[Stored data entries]
%%
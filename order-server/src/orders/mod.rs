//! 订单模块
//!
//! - [`fulfillment`] - 购物车 → 订单的原子转换
//! - [`status`] - 订单状态变更与工单联动
//! - [`queries`] - 订单/工单查询（含派生合计与内联延迟判定）

pub mod fulfillment;
pub mod queries;
pub mod status;

pub use fulfillment::{OrderFulfillment, OrderRequest};
pub use queries::OrderQueries;
pub use status::{OrderStatusHandler, UpdateOrderRequest};
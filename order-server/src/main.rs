use order_server::{Config, Server, ServerState, setup_environment};

#[tokio::main]
async fn main() -> Result<(), Box<dyn std::error::Error>> {
    // 1. 设置环境 (dotenv, 日志)
    setup_environment();

    tracing::info!("Order server starting...");

    // 2. 加载配置
    let config = Config::from_env();

    // 3. 初始化服务器状态
    let state = ServerState::initialize(&config);

    // 4. 启动 HTTP 服务器 (Server::run 会自动启动后台任务)
    let server = Server::with_state(config, state);

    if let Err(e) = server.run().await {
        tracing::error!("Server error: {}", e);
        return Err(e.into());
    }

    Ok(())
}
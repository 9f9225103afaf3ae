//! 数据库层
//!
//! redb 嵌入式存储。所有多实体写入都在显式写事务内完成，
//! 事务未提交即被丢弃时自动回滚。

pub mod storage;

pub use storage::{OrderStore, StorageError, StorageResult};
%%
§ What the task requires: For the word "storage", show every line of the entries that holds it.

§ Your solution:
pub mod storage;
pub use storage::{OrderStore, StorageError, StorageResult};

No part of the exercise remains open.